(Collected data entries)
▬▬▬▬▬▬

//! Reward rule engine
//!
//! Pure mapping from a reported event (plus the account's current balance,
//! for debits) to a point delta and its breakdown. No I/O.

use crate::config::RewardConfig;
use crate::error::LedgerError;
use crate::models::{Breakdown, RewardEvent};

/// Breakdown keys
pub const KEY_BASE: &str = "base";
pub const KEY_QUALITY: &str = "quality";
pub const KEY_LARGE_DATASET: &str = "largeDataset";
pub const KEY_FIRST_UPLOAD: &str = "firstUpload";
pub const KEY_WITHDRAWAL: &str = "withdrawal";

/// Computed effect of one event
#[derive(Debug, Clone, PartialEq, Eq)]
pub struct RewardComputation {
    pub delta: i64,
    pub breakdown: Breakdown,
}

impl RewardComputation {
    fn from_breakdown(breakdown: Breakdown) -> Result<Self, LedgerError> {
        let delta = breakdown
            .total()
            .ok_or_else(|| LedgerError::InvalidInput("reward total overflows".to_string()))?;
        Ok(Self { delta, breakdown })
    }
}

#[derive(Debug, Clone)]
pub struct RewardEngine {
    config: RewardConfig,
}

impl RewardEngine {
    pub fn new(config: RewardConfig) -> Self {
        Self { config }
    }

    pub fn rates(&self) -> &RewardConfig {
        &self.config
    }

    /// Evaluate an event against the account's current materialized balance.
    pub fn evaluate(
        &self,
        event: &RewardEvent,
        balance: i64,
    ) -> Result<RewardComputation, LedgerError> {
        let breakdown = match event {
            RewardEvent::Signup => Breakdown::single(KEY_BASE, self.config.signup_bonus),
            RewardEvent::Upload {
                quality_score,
                row_count,
                is_first_upload,
            } => self.upload_breakdown(*quality_score, *row_count, *is_first_upload)?,
            RewardEvent::Review => Breakdown::single(KEY_BASE, self.config.review_reward),
            RewardEvent::Verification => {
                Breakdown::single(KEY_BASE, self.config.verification_reward)
            }
            RewardEvent::Withdrawal { amount } => {
                if *amount <= 0 {
                    return Err(LedgerError::InvalidInput(format!(
                        "withdrawal amount must be positive, got {}",
                        amount
                    )));
                }
                if *amount > balance {
                    return Err(LedgerError::InsufficientBalance {
                        requested: *amount,
                        available: balance,
                    });
                }
                Breakdown::single(KEY_WITHDRAWAL, -amount)
            }
            RewardEvent::ManualAdjustment { delta, reason } => {
                if reason.trim().is_empty() {
                    return Err(LedgerError::InvalidInput(
                        "manual adjustment requires a reason".to_string(),
                    ));
                }
                let resulting = balance.checked_add(*delta).ok_or_else(|| {
                    LedgerError::InvalidInput("adjustment overflows balance".to_string())
                })?;
                if resulting < 0 {
                    return Err(LedgerError::InsufficientBalance {
                        requested: -delta,
                        available: balance,
                    });
                }
                Breakdown::single(reason.as_str(), *delta)
            }
        };

        RewardComputation::from_breakdown(breakdown)
    }

    fn upload_breakdown(
        &self,
        quality_score: i64,
        row_count: i64,
        is_first_upload: bool,
    ) -> Result<Breakdown, LedgerError> {
        if !(0..=100).contains(&quality_score) {
            return Err(LedgerError::InvalidInput(format!(
                "qualityScore must be within 0-100, got {}",
                quality_score
            )));
        }
        if row_count < 0 {
            return Err(LedgerError::InvalidInput(format!(
                "rowCount must be non-negative, got {}",
                row_count
            )));
        }

        let mut breakdown = Breakdown::single(KEY_BASE, self.config.upload_base);
        if let Some(bonus) = self.quality_bonus(quality_score) {
            breakdown.push(KEY_QUALITY, bonus);
        }
        if row_count >= self.config.large_dataset_rows {
            breakdown.push(KEY_LARGE_DATASET, self.config.large_dataset_bonus);
        }
        if is_first_upload {
            breakdown.push(KEY_FIRST_UPLOAD, self.config.first_upload_bonus);
        }
        Ok(breakdown)
    }

    /// Exactly one tier applies; tiers never stack.
    fn quality_bonus(&self, score: i64) -> Option<i64> {
        let c = &self.config;
        if score >= c.quality_top_threshold {
            Some(c.quality_top)
        } else if score >= c.quality_high_threshold {
            Some(c.quality_high)
        } else if score >= c.quality_mid_threshold {
            Some(c.quality_mid)
        } else {
            None
        }
    }
}

impl Default for RewardEngine {
    fn default() -> Self {
        Self::new(RewardConfig::default())
    }
}

#[cfg(test)]
mod tests {
    use super::*;

    fn upload(quality_score: i64, row_count: i64, is_first_upload: bool) -> RewardEvent {
        RewardEvent::Upload {
            quality_score,
            row_count,
            is_first_upload,
        }
    }

    #[test]
    fn test_signup_is_flat_bonus() {
        let result = RewardEngine::default().evaluate(&RewardEvent::Signup, 0).unwrap();
        assert_eq!(result.delta, 100);
        assert_eq!(result.breakdown.get(KEY_BASE), Some(100));
    }

    #[test]
    fn test_full_upload_breakdown() {
        let result = RewardEngine::default()
            .evaluate(&upload(92, 1500, true), 100)
            .unwrap();

        assert_eq!(result.delta, 230);
        assert_eq!(
            result.breakdown.keys().collect::<Vec<_>>(),
            vec![KEY_BASE, KEY_QUALITY, KEY_LARGE_DATASET, KEY_FIRST_UPLOAD]
        );
        assert_eq!(result.breakdown.get(KEY_QUALITY), Some(100));
    }

    #[test]
    fn test_quality_tiers_are_exclusive() {
        let engine = RewardEngine::default();

        let top = engine.evaluate(&upload(95, 10, false), 0).unwrap();
        assert_eq!(top.breakdown.get(KEY_QUALITY), Some(100));
        assert_eq!(top.delta, 150);

        let high = engine.evaluate(&upload(89, 10, false), 0).unwrap();
        assert_eq!(high.breakdown.get(KEY_QUALITY), Some(50));

        let mid = engine.evaluate(&upload(70, 10, false), 0).unwrap();
        assert_eq!(mid.breakdown.get(KEY_QUALITY), Some(25));

        let none = engine.evaluate(&upload(69, 10, false), 0).unwrap();
        assert!(!none.breakdown.contains(KEY_QUALITY));
        assert_eq!(none.delta, 50);
    }

    #[test]
    fn test_large_dataset_threshold_is_inclusive() {
        let engine = RewardEngine::default();
        let at = engine.evaluate(&upload(0, 1000, false), 0).unwrap();
        assert_eq!(at.breakdown.get(KEY_LARGE_DATASET), Some(30));

        let below = engine.evaluate(&upload(0, 999, false), 0).unwrap();
        assert!(!below.breakdown.contains(KEY_LARGE_DATASET));
    }

    #[test]
    fn test_upload_inputs_out_of_domain() {
        let engine = RewardEngine::default();
        for event in [upload(101, 10, false), upload(-1, 10, false), upload(50, -5, false)] {
            assert!(matches!(
                engine.evaluate(&event, 0),
                Err(LedgerError::InvalidInput(_))
            ));
        }
    }

    #[test]
    fn test_withdrawal_debits_and_checks_balance() {
        let engine = RewardEngine::default();

        let ok = engine
            .evaluate(&RewardEvent::Withdrawal { amount: 200 }, 500)
            .unwrap();
        assert_eq!(ok.delta, -200);
        assert_eq!(ok.breakdown.get(KEY_WITHDRAWAL), Some(-200));

        assert_eq!(
            engine.evaluate(&RewardEvent::Withdrawal { amount: 400 }, 330),
            Err(LedgerError::InsufficientBalance {
                requested: 400,
                available: 330
            })
        );
        assert!(matches!(
            engine.evaluate(&RewardEvent::Withdrawal { amount: 0 }, 330),
            Err(LedgerError::InvalidInput(_))
        ));
    }

    #[test]
    fn test_manual_adjustment_records_reason_verbatim() {
        let engine = RewardEngine::default();
        let result = engine
            .evaluate(
                &RewardEvent::ManualAdjustment {
                    delta: -30,
                    reason: "duplicate upload correction".to_string(),
                },
                100,
            )
            .unwrap();
        assert_eq!(result.delta, -30);
        assert_eq!(result.breakdown.get("duplicate upload correction"), Some(-30));

        assert!(matches!(
            engine.evaluate(
                &RewardEvent::ManualAdjustment {
                    delta: -300,
                    reason: "too much".to_string()
                },
                100
            ),
            Err(LedgerError::InsufficientBalance { .. })
        ));
        assert!(matches!(
            engine.evaluate(
                &RewardEvent::ManualAdjustment {
                    delta: 10,
                    reason: "   ".to_string()
                },
                0
            ),
            Err(LedgerError::InvalidInput(_))
        ));
    }
}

▬▬▬▬▬▬

ABOUT THIS EXERCISE: The lines that mention the word "must" should be pulled from the records above.

ANSWER BOX:
                        "withdrawal amount must be positive, got {}",
                "qualityScore must be within 0-100, got {}",
                "rowCount must be non-negative, got {}",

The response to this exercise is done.